It wasn’t just Robin and her mother. Everybody was vying to get control over me with Jimmy out of the picture. The women had a meeting with me and Bill and their attorney, Michael Winston. They got all the financial records but they couldn’t understand any of it so we showed the records to Don King. That was just the wedge he needed, and he began poisoning Robin and Ruth’s mind about Cayton because Cayton was trying to cut Don out of my future promotions.

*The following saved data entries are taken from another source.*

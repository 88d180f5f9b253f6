#![forbid(unsafe_code)]

//! Declarative transition rules for the tab/panel state machine.
//!
//! # Design
//!
//! Each rule matches a flag transition `(p, q)`: bits that must have risen,
//! bits that must have fallen, bits required in `q`, and bits forbidden in
//! `q`. Rules are evaluated in table order and every matching rule fires —
//! corrections may compound (closing an engagement panel can free space that
//! a later pass then fills with a restored tab). Rules only *select* actions;
//! applying them is the state machine's job, which keeps this table
//! unit-testable without any document access.
//!
//! # Invariants
//!
//! 1. Idempotence: `p == q` matches no rule (every rule needs a rise or a
//!    fall).
//! 2. Single-bit determinism: for any `(p, q)` differing in exactly one
//!    tracked bit, the fired actions never contain both members of a
//!    mutually-exclusive pair (no-tab vs last-tab, expand-chat vs
//!    collapse-chat, open-playlist vs close-playlist). Verified exhaustively
//!    in `tests/proptest_rule_determinism.rs`.

use crate::flags::UiFlags;

/// A corrective action the state machine can apply.
#[derive(Clone, Copy, PartialEq, Eq, Debug)]
pub enum Corrective {
    SwitchToNoTab,
    SwitchToLastTab,
    ExpandChat,
    CollapseChat,
    /// Selected by no table rule: opening the playlist panel happens only on
    /// the explicit enter-playlist-tab path. It lives here so the playlist
    /// conflict pair covers both directions.
    OpenPlaylist,
    ClosePlaylist,
    CancelTheater,
    CloseEngagementPanels,
}

impl Corrective {
    /// Actions come in mutually exclusive pairs; two actions conflict when
    /// they belong to the same pair and differ.
    pub fn conflicts_with(self, other: Corrective) -> bool {
        self != other && self.group() == other.group() && self.group() != ActionGroup::Free
    }

    fn group(self) -> ActionGroup {
        match self {
            Self::SwitchToNoTab | Self::SwitchToLastTab => ActionGroup::Tab,
            Self::ExpandChat | Self::CollapseChat => ActionGroup::Chat,
            Self::OpenPlaylist | Self::ClosePlaylist => ActionGroup::Playlist,
            Self::CancelTheater | Self::CloseEngagementPanels => ActionGroup::Free,
        }
    }
}

#[derive(Clone, Copy, PartialEq, Eq, Debug)]
enum ActionGroup {
    Tab,
    Chat,
    Playlist,
    Free,
}

/// One transition rule.
#[derive(Clone, Copy, Debug)]
pub struct Rule {
    pub name: &'static str,
    /// Bits that must be set in `q` and clear in `p`.
    pub rose: UiFlags,
    /// Bits that must be clear in `q` and set in `p`.
    pub fell: UiFlags,
    /// Bits that must be set in `q`.
    pub require: UiFlags,
    /// Bits that must be clear in `q`.
    pub forbid: UiFlags,
    pub action: Corrective,
}

impl Rule {
    pub fn matches(&self, p: UiFlags, q: UiFlags) -> bool {
        let risen = q.difference(p);
        let fallen = p.difference(q);
        risen.contains(self.rose)
            && fallen.contains(self.fell)
            && q.contains(self.require)
            && !q.intersects(self.forbid)
    }
}

/// The ordered rule table. Priority is table order; all matching rules fire.
pub static RULES: &[Rule] = &[
    // Fullscreen and theater claim the whole stage: drop the managed tab.
    Rule {
        name: "fullscreen-clears-tab",
        rose: UiFlags::FULLSCREEN,
        fell: UiFlags::empty(),
        require: UiFlags::TAB_SELECTED,
        forbid: UiFlags::empty(),
        action: Corrective::SwitchToNoTab,
    },
    Rule {
        name: "theater-clears-tab",
        rose: UiFlags::THEATER,
        fell: UiFlags::empty(),
        require: UiFlags::TAB_SELECTED,
        forbid: UiFlags::FULLSCREEN,
        action: Corrective::SwitchToNoTab,
    },
    Rule {
        name: "theater-closes-engagement-panels",
        rose: UiFlags::THEATER,
        fell: UiFlags::empty(),
        require: UiFlags::PANEL_EXPANDED,
        forbid: UiFlags::empty(),
        action: Corrective::CloseEngagementPanels,
    },
    // An engagement panel needs the side column back from theater.
    Rule {
        name: "engagement-panel-cancels-theater",
        rose: UiFlags::PANEL_EXPANDED,
        fell: UiFlags::empty(),
        require: UiFlags::THEATER,
        forbid: UiFlags::FULLSCREEN,
        action: Corrective::CancelTheater,
    },
    // Chat and the managed tab compete for the same region; the newcomer
    // wins and the loser is remembered for restoration.
    Rule {
        name: "chat-takes-region-from-tab",
        rose: UiFlags::CHAT_EXPANDED,
        fell: UiFlags::empty(),
        require: UiFlags::TAB_SELECTED,
        forbid: UiFlags::empty(),
        action: Corrective::SwitchToNoTab,
    },
    Rule {
        name: "chat-takes-region-from-playlist",
        rose: UiFlags::CHAT_EXPANDED,
        fell: UiFlags::empty(),
        require: UiFlags::PLAYLIST_EXPANDED,
        forbid: UiFlags::TAB_SELECTED,
        action: Corrective::ClosePlaylist,
    },
    Rule {
        name: "playlist-takes-region-from-tab",
        rose: UiFlags::PLAYLIST_EXPANDED,
        fell: UiFlags::empty(),
        require: UiFlags::TAB_SELECTED,
        forbid: UiFlags::empty(),
        action: Corrective::SwitchToNoTab,
    },
    Rule {
        name: "playlist-takes-region-from-chat",
        rose: UiFlags::PLAYLIST_EXPANDED,
        fell: UiFlags::empty(),
        require: UiFlags::CHAT_EXPANDED,
        forbid: UiFlags::TAB_SELECTED,
        action: Corrective::CollapseChat,
    },
    Rule {
        name: "tab-collapses-chat",
        rose: UiFlags::TAB_SELECTED,
        fell: UiFlags::empty(),
        require: UiFlags::CHAT_EXPANDED,
        forbid: UiFlags::empty(),
        action: Corrective::CollapseChat,
    },
    Rule {
        name: "tab-closes-playlist",
        rose: UiFlags::TAB_SELECTED,
        fell: UiFlags::empty(),
        require: UiFlags::PLAYLIST_EXPANDED,
        forbid: UiFlags::empty(),
        action: Corrective::ClosePlaylist,
    },
    // A chat appearing expanded in theater with no tab is honored as-is;
    // the action just asserts the expanded state downstream.
    Rule {
        name: "chat-appears-in-theater",
        rose: UiFlags::CHAT_EXPANDED,
        fell: UiFlags::empty(),
        require: UiFlags::THEATER,
        forbid: UiFlags::TAB_SELECTED.union(UiFlags::PLAYLIST_EXPANDED),
        action: Corrective::ExpandChat,
    },
    // Theater ending with nothing else claiming the region restores the tab.
    Rule {
        name: "theater-end-restores-tab",
        rose: UiFlags::empty(),
        fell: UiFlags::THEATER,
        require: UiFlags::empty(),
        forbid: UiFlags::TAB_SELECTED
            .union(UiFlags::CHAT_EXPANDED)
            .union(UiFlags::PLAYLIST_EXPANDED)
            .union(UiFlags::FULLSCREEN),
        action: Corrective::SwitchToLastTab,
    },
];

/// All rules matching the transition, in priority order.
pub fn evaluate(p: UiFlags, q: UiFlags) -> Vec<&'static Rule> {
    if p == q {
        return Vec::new();
    }
    RULES.iter().filter(|r| r.matches(p, q)).collect()
}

The truth is I was pretty oblivious to all this intrigue swirling around me. I had one of the biggest fights of my career in June, a showdown with Michael Spinks, who in some people’s minds was the people’s heavyweight champ. He had to forfeit his IBC belt when he had pulled out of the unification tournament. I was training for that. I wasn’t interested in going over any goddamn contracts line by line. El Smucko.

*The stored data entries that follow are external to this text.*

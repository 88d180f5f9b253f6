#![forbid(unsafe_code)]

//! Attribute change observers.
//!
//! Each observer watches one registered fragment (or, for engagement panels,
//! every node of a tag) for a small attribute allow-list. A matching mutation
//! never acts inline: it names the scheduled task and the epoch key to issue
//! a fresh ticket under, so a burst of host mutations collapses into a single
//! logical reconciliation — every ticket but the last goes stale in the
//! queue.
//!
//! Engine-tagged child-list records are skipped (our own reparenting must not
//! re-trigger reconciliation), but engine-tagged *attribute* records are
//! observed like any other: corrective writes feeding back through observers
//! is exactly how the state machine converges pass by pass. Termination comes
//! from no-op attribute writes recording nothing.
//!
//! Host-tagged child-list records get one extra check: a splice whose target
//! now holds a relocatable bound fragment may have moved that fragment
//! between two connected parents — a move that fires no lifecycle event and
//! changes no attribute. Such records schedule a placement fixup.

use crate::config::EngineConfig;
use crate::contract::{host, root_attr};
use crate::epoch::EpochKey;
use crate::registry::{FragmentSlot, SlotTable};
use crate::scheduler::TaskKind;
use crate::tabs;
use tabweld_host::{Actor, Document, MutationKind, MutationRecord, NodeId};

/// What one observer watches.
#[derive(Clone, Copy, Debug)]
enum ObserverTarget {
    Slot(FragmentSlot),
    EngagementPanels,
}

#[derive(Clone, Copy, Debug)]
struct ObserverSpec {
    target: ObserverTarget,
    attrs: &'static [&'static str],
    key: EpochKey,
    task: TaskKind,
}

/// The fixed observer set. All panel-state observers share the reconcile
/// epoch key, so any burst across fragments coalesces into one pass.
static OBSERVERS: &[ObserverSpec] = &[
    ObserverSpec {
        target: ObserverTarget::Slot(FragmentSlot::Chat),
        attrs: &[host::COLLAPSED, host::HIDDEN],
        key: EpochKey::Reconcile,
        task: TaskKind::Reconcile,
    },
    ObserverSpec {
        target: ObserverTarget::Slot(FragmentSlot::Playlist),
        attrs: &[host::COLLAPSED, host::HIDDEN],
        key: EpochKey::Reconcile,
        task: TaskKind::Reconcile,
    },
    ObserverSpec {
        target: ObserverTarget::Slot(FragmentSlot::PageRoot),
        attrs: &[
            host::THEATER,
            host::FULLSCREEN,
            host::TWO_COLUMN,
            root_attr::TAB,
        ],
        key: EpochKey::Reconcile,
        task: TaskKind::Reconcile,
    },
    ObserverSpec {
        target: ObserverTarget::EngagementPanels,
        attrs: &[host::VISIBILITY, host::TARGET_ID],
        key: EpochKey::Reconcile,
        task: TaskKind::Reconcile,
    },
];

/// Match one drained mutation record against the observer set.
///
/// Returns the `(epoch key, task)` to schedule, or `None` when no observer
/// cares. Plugin attributes from the config are folded into the page-root
/// observer's allow-list.
pub fn match_record(
    rec: &MutationRecord,
    doc: &Document,
    slots: &mut SlotTable,
    config: &EngineConfig,
) -> Option<(EpochKey, TaskKind)> {
    let name = match &rec.kind {
        MutationKind::Attribute { name, .. } => name.as_str(),
        // Connectivity flips are covered by lifecycle hooks, and the
        // engine's own splices must not feed back. What remains is a host
        // move between two connected parents: no lifecycle event, no
        // attribute record, just the insertion splice at the new parent.
        MutationKind::ChildList => {
            if rec.actor == Actor::Host && holds_relocatable_fragment(rec.target, doc, slots) {
                return Some((EpochKey::LayoutFixup, TaskKind::LayoutFixup));
            }
            return None;
        }
    };
    for spec in OBSERVERS {
        let target_matches = match spec.target {
            ObserverTarget::Slot(slot) => slots.get(slot, doc) == Some(rec.target),
            ObserverTarget::EngagementPanels => {
                doc.tag(rec.target) == Some(config.engagement_panel_tag.as_str())
            }
        };
        if !target_matches {
            continue;
        }
        let attr_matches = spec.attrs.contains(&name)
            || (matches!(spec.target, ObserverTarget::Slot(FragmentSlot::PageRoot))
                && config.plugin_attributes.iter().any(|a| a == name));
        if attr_matches {
            return Some((spec.key, spec.task));
        }
    }
    None
}

/// Whether any bound fragment with a home container currently sits under
/// `parent`. Used to spot host splices that pulled a placed fragment out of
/// its container.
fn holds_relocatable_fragment(parent: NodeId, doc: &Document, slots: &mut SlotTable) -> bool {
    FragmentSlot::ALL.into_iter().any(|slot| {
        tabs::home_tab(slot).is_some()
            && slots
                .get(slot, doc)
                .is_some_and(|n| doc.parent(n) == Some(parent))
    })
}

We all went down to the Merrill Lynch offices and moved ten million dollars to another bank so they could have full check-writing privileges with that money. This was after I spent over a half million dollars on jewelry, clothes, and furs for both of them and $85,000 on a BMW for Robin.
Right before I was about to shoot a Diet Pepsi commercial, Ruth stopped the cameras and did some extortion stuff on Cayton. He agreed to drop his cut of the earnings from one-third to 25 percent. Which was actually a good thing. Most managers got just 10 or 15 percent and he was gouging me for one-third of my commercial work.
By the end of May, Ruth had her attack dog Winston file a civil suit to get rid of Cayton as my manager. I wasn’t really against that. After they had all lied to me about Jimmy’s condition, I couldn’t trust those guys. I really felt I needed a fresh start. The idea that they could just hand me off like chattel from Jimmy to Bill made me sick. I didn’t know which way was up. I still was conflicted about fighting. When I had a fight, I thought about retiring. But when I didn’t fight, I wanted to fight. My head was so far up my ass.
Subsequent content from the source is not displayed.